SAMPIT – Kepala Dinas Pendidikan Kabupaten Kotawaringin Timur (Kotim) Muhammad Irfansyah menyampaikan, data pendidikan penting untuk melakukan analisis atas permasalahan-permasalahan pendidikan di daerah.
“Tahun ini kami sudah beberapa kali melakukan kegiatan pelatihan di beberapa hotel, ini juga sesuai dengan rencana kami di bidang GTK, dan sudah kami anggarkan serta ke depannya nantinya akan kita anggarkan juga untuk pelatihan dana BOS,”ujarnya, Rabu 7 Agustus 2024.
Menurutnya, data itu sangat penting untuk pihaknya melaksanakan kebijakan ataupun program, kalau tidak ada data maka tidak bisa membuat program untuk perencanaan ke depannya. Yang mana Dinas Pendidikan harus mengetahui kebutuhan dan keperluan pendidikan berapa dan itu harus dilihat berdasarkan data.

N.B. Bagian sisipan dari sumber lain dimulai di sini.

use std::sync::atomic::{AtomicBool, AtomicU32, Ordering};
use std::sync::Arc;
use std::time::Duration;

use tokio::sync::{mpsc, Mutex};
use tokio::task::JoinHandle;

use super::RunnerState;
use crate::events::{EventBus, Payload, TOPIC_QUIT, TOPIC_SPAWN_COMPLETE, TOPIC_STOP};
use crate::facade::Output;
use crate::pool::{HatchPlan, WorkerPool};
use crate::ratelimiter::RateLimiter;
use crate::stats::{Control, Report, StatsAggregator, StatsHandle};
use crate::tasks::TaskSet;

/// Standalone lifecycle: spawn workers up to a target, run, and stop on
/// request.
pub struct LocalRunner {
    pool: WorkerPool,
    rate_limiter: Option<Arc<dyn RateLimiter>>,
    stats: StatsHandle,
    events: Arc<EventBus>,
    state: Mutex<RunnerState>,
    quit_called: AtomicBool,
    report_forward: Mutex<Option<JoinHandle<()>>>,
    stats_join: Mutex<Option<JoinHandle<()>>>,
}

impl LocalRunner {
    pub fn new(
        task_set: Arc<TaskSet>,
        rate_limiter: Option<Arc<dyn RateLimiter>>,
        report_interval: Duration,
        events: Arc<EventBus>,
        outputs: Vec<Arc<dyn Output>>,
    ) -> Self {
        let user_count = Arc::new(AtomicU32::new(0));
        let (stats, report_rx, stats_join) = StatsAggregator::spawn(report_interval, user_count.clone());
        let pool = WorkerPool::new(task_set, rate_limiter.clone(), stats.clone(), user_count);
        let report_forward = spawn_report_forwarder(report_rx, outputs);

        Self {
            pool,
            rate_limiter,
            stats,
            events,
            state: Mutex::new(RunnerState::Ready),
            quit_called: AtomicBool::new(false),
            report_forward: Mutex::new(Some(report_forward)),
            stats_join: Mutex::new(Some(stats_join)),
        }
    }

    pub fn stats(&self) -> StatsHandle {
        self.stats.clone()
    }

    pub async fn state(&self) -> RunnerState {
        *self.state.lock().await
    }

    pub async fn run(&self, target: u32, plan: HatchPlan) {
        *self.state.lock().await = RunnerState::Spawning;
        if let Some(limiter) = &self.rate_limiter {
            limiter.clone().start();
        }
        self.pool.resize(target, plan).await;
        *self.state.lock().await = RunnerState::Running;
        self.events
            .publish(TOPIC_SPAWN_COMPLETE, Payload::UserCount(target));
    }

    /// Idempotent: a second call is a no-op.
    pub async fn close(&self) {
        if self.quit_called.swap(true, Ordering::SeqCst) {
            return;
        }
        self.events.publish(TOPIC_QUIT, Payload::None);
        self.pool.stop().await;
        self.events.publish(TOPIC_STOP, Payload::None);
        self.stats.control(Control::Stop).await;
        if let Some(limiter) = &self.rate_limiter {
            limiter.stop().await;
        }
        *self.state.lock().await = RunnerState::Stopped;

        if let Some(handle) = self.report_forward.lock().await.take() {
            let _ = handle.await;
        }
        if let Some(handle) = self.stats_join.lock().await.take() {
            let _ = handle.await;
        }
    }
}

fn spawn_report_forwarder(
    mut report_rx: mpsc::Receiver<Arc<Report>>,
    outputs: Vec<Arc<dyn Output>>,
) -> JoinHandle<()> {
    tokio::spawn(async move {
        for output in &outputs {
            output.on_start().await;
        }
        while let Some(report) = report_rx.recv().await {
            for output in &outputs {
                output.on_event(report.clone()).await;
            }
        }
        for output in &outputs {
            output.on_stop().await;
        }
    })
}

#[cfg(test)]
mod tests {
    use super::*;
    use crate::events::TOPIC_SPAWN_COMPLETE as SPAWN_COMPLETE;
    use crate::tasks::Task;
    use std::sync::atomic::AtomicUsize;

    #[tokio::test]
    async fn run_brings_pool_to_target_and_publishes_spawn_complete() {
        let mut task_set = TaskSet::new();
        task_set
            .add(Task::new("hello", 1, || async { Ok(()) }))
            .unwrap();

        let events = Arc::new(EventBus::new());
        let fired = Arc::new(AtomicUsize::new(0));
        let fired_clone = fired.clone();
        events.subscribe(
            SPAWN_COMPLETE,
            Arc::new(move |_| {
                fired_clone.fetch_add(1, Ordering::SeqCst);
            }),
        );

        let runner = LocalRunner::new(
            Arc::new(task_set),
            None,
            Duration::from_secs(60),
            events,
            Vec::new(),
        );

        runner.run(3, HatchPlan::Asap).await;
        assert_eq!(runner.state().await, RunnerState::Running);
        assert_eq!(fired.load(Ordering::SeqCst), 1);

        runner.close().await;
        assert_eq!(runner.state().await, RunnerState::Stopped);
    }

    #[tokio::test]
    async fn close_is_idempotent() {
        let mut task_set = TaskSet::new();
        task_set
            .add(Task::new("hello", 1, || async { Ok(()) }))
            .unwrap();
        let runner = LocalRunner::new(
            Arc::new(task_set),
            None,
            Duration::from_secs(60),
            Arc::new(EventBus::new()),
            Vec::new(),
        );
        runner.run(1, HatchPlan::Asap).await;
        runner.close().await;
        runner.close().await;
        assert_eq!(runner.state().await, RunnerState::Stopped);
    }
}
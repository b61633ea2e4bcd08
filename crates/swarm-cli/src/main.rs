mod args;
mod demo_tasks;
mod output;

use std::process::ExitCode;
use std::sync::Arc;
use std::time::Duration;

use clap::Parser;
use swarm_core::ratelimiter::{RampedBucket, RateLimiter, StableBucket};
use swarm_core::Boomer;
use tracing::{error, info};
use tracing_subscriber::layer::SubscriberExt;
use tracing_subscriber::util::SubscriberInitExt;
use tracing_subscriber::{fmt, EnvFilter};

use args::CliArgs;
use output::{ConsoleOutput, CsvOutput};

#[cfg(feature = "profiling")]
mod profiling;

#[cfg(feature = "profiling")]
#[global_allocator]
static ALLOC: dhat::Alloc = dhat::Alloc;

#[tokio::main]
async fn main() -> ExitCode {
    install_logging();

    let args = CliArgs::parse();
    let config = match args.to_runner_config() {
        Ok(config) => config,
        Err(e) => {
            error!(error = %e, "invalid configuration");
            return ExitCode::FAILURE;
        }
    };

    #[cfg(feature = "profiling")]
    let _cpu_guard = profiling::maybe_start_cpu_profile(&args);
    #[cfg(feature = "profiling")]
    let _memory_guard = profiling::maybe_start_memory_profile(&args);

    let boomer = Boomer::new(config.clone());

    if config.max_rps > 0 {
        let limiter: Arc<dyn RateLimiter> = match config.request_increase_rate {
            Some(ramp) => RampedBucket::new(
                u64::from(config.max_rps),
                u64::from(ramp.step_tokens),
                ramp.step_period,
                Duration::from_secs(1),
            ),
            None => StableBucket::new(u64::from(config.max_rps)),
        };
        boomer.set_rate_limiter(limiter).await;
    }

    boomer.add_output(Arc::new(ConsoleOutput)).await;
    if let Some(path) = &args.csv {
        boomer.add_output(Arc::new(CsvOutput::new(path.clone()))).await;
    }

    let tasks = demo_tasks::build(boomer.clone());

    info!(
        distributed = config.is_distributed(),
        hatch_count = config.hatch_count,
        "starting swarm-cli"
    );

    if let Err(e) = boomer.run(tasks).await {
        error!(error = %e, "failed to start run");
        return ExitCode::FAILURE;
    }

    if !config.run_tasks.is_empty() {
        // `run()` already executed the named tasks once each and returned
        // without starting a pool; nothing left to wait on.
        return ExitCode::SUCCESS;
    }

    wait_for_shutdown_signal().await;
    boomer.quit().await;
    info!("shutdown complete");
    ExitCode::SUCCESS
}

fn install_logging() {
    let filter = EnvFilter::try_from_default_env().unwrap_or_else(|_| EnvFilter::new("info"));
    tracing_subscriber::registry()
        .with(fmt::layer().with_target(false))
        .with(filter)
        .init();
}

/// Resolves on SIGINT or SIGTERM, the signals §6 documents as triggering a
/// graceful shutdown equivalent to calling `Quit`.
async fn wait_for_shutdown_signal() {
    #[cfg(unix)]
    {
        use tokio::signal::unix::{signal, SignalKind};
        let mut sigint = signal(SignalKind::interrupt()).expect("failed to install SIGINT handler");
        let mut sigterm = signal(SignalKind::terminate()).expect("failed to install SIGTERM handler");
        tokio::select! {
            _ = sigint.recv() => info!("received SIGINT"),
            _ = sigterm.recv() => info!("received SIGTERM"),
        }
    }
    #[cfg(not(unix))]
    {
        let _ = tokio::signal::ctrl_c().await;
        info!("received ctrl-c");
    }
}
/// A single observed request outcome, produced by a task and consumed by the
/// stats aggregator.
#[derive(Debug, Clone)]
pub enum Sample {
    Success {
        request_type: String,
        name: String,
        response_time_ms: u64,
        response_length: u64,
    },
    Failure {
        request_type: String,
        name: String,
        response_time_ms: u64,
        error: String,
    },
}

impl Sample {
    pub fn endpoint_key(&self) -> EndpointKey {
        match self {
            Sample::Success {
                request_type, name, ..
            }
            | Sample::Failure {
                request_type, name, ..
            } => EndpointKey {
                request_type: request_type.clone(),
                name: name.clone(),
            },
        }
    }
}

/// Bucketing key for per-endpoint accumulators: `(request_type, name)`.
#[derive(Debug, Clone, PartialEq, Eq, Hash, PartialOrd, Ord)]
pub struct EndpointKey {
    pub request_type: String,
    pub name: String,
}

impl EndpointKey {
    pub fn new(request_type: impl Into<String>, name: impl Into<String>) -> Self {
        Self {
            request_type: request_type.into(),
            name: name.into(),
        }
    }
}
use crate::SwarmError;

/// A single protocol message: `(type, data, node id)`, matching the wire
/// tuple layout exactly so a round trip through [`encode`]/[`decode`] is
/// lossless.
#[derive(Debug, Clone, PartialEq)]
pub struct WireMessage {
    pub msg_type: String,
    pub data: serde_json::Value,
    pub node_id: String,
}

impl WireMessage {
    pub fn new(
        msg_type: impl Into<String>,
        data: serde_json::Value,
        node_id: impl Into<String>,
    ) -> Self {
        Self {
            msg_type: msg_type.into(),
            data,
            node_id: node_id.into(),
        }
    }
}

/// Encodes a message into a single MessagePack-equivalent frame.
pub fn encode(msg: &WireMessage) -> Result<Vec<u8>, SwarmError> {
    let tuple = (&msg.msg_type, &msg.data, &msg.node_id);
    rmp_serde::to_vec(&tuple).map_err(|e| SwarmError::Codec(e.to_string()))
}

/// Decodes a single frame back into a [`WireMessage`].
pub fn decode(frame: &[u8]) -> Result<WireMessage, SwarmError> {
    let (msg_type, data, node_id): (String, serde_json::Value, String) =
        rmp_serde::from_slice(frame).map_err(|e| SwarmError::Codec(e.to_string()))?;
    Ok(WireMessage {
        msg_type,
        data,
        node_id,
    })
}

“Namun jika terjadi kesalahan operator untuk menginput atau memasukkan data, maka hasil inputnya juga nanti akan salah. Kami pernah mengalami entry guru sebanyak tujuh orang ternyata hanya ada enam orang di lapangan. Sehingga pada saat CPNS sekolah itu tidak dapat karena sudah tertulis tujuh orang guru dan sudah cukup untuk jumlah kelas di sekolah itu, padahal ternyata belum cukup,”ujarnya.
Pengisian data juga harus singkron kata Irfan, seperti contohnya jika ada pembelajaran yang dilakukan pagi dan siang, maka jadwal mengajar gurunya juga harus disesuaikan. Karena menurutnya, ada kejadian untuk kerja mengajar gurunya diisi pada saat pagi hari semua, namun saat mengisi jam belajar kelas ada yang masuk siang. Sehingga hal itu tidak ada ke sinkronan.
“Kami juga saat ini tengah memperhitungkan kekurangan guru penggera, pengajar, guru yang sudah bersertifikasi, dan lain sebagainya. Dan hal itu bisa kami lakukan dengan tepat jika pengisian data pada sekolah masing-masing juga dilakukan dengan tepat,”tegasnya.
Maka dari itu ia berharap, kepala sekolah dan guru nantinya dapat memahami pengisian atau pengelolaan kinerja guru dan kepala sekolah melalui aplikasi yang sudah tersedia. Karena sekarang ini ujarnya, melalui aplikasi semua menajdi lebih mudah, namun tentu harus isi dengan ketelitian.
“Dan pemasukan datanya pun juga harus dilakukan dengan tepat dan cepat. Yang artinya meskipun data itu sudah tepat namun jika di inputnya berbulan bulan kemudian maka data itu pun tidak akan berguna karena mengalami keterlambatan saat kami melaksanakan analisis di jadwal yang seharusnya,”tutupnya.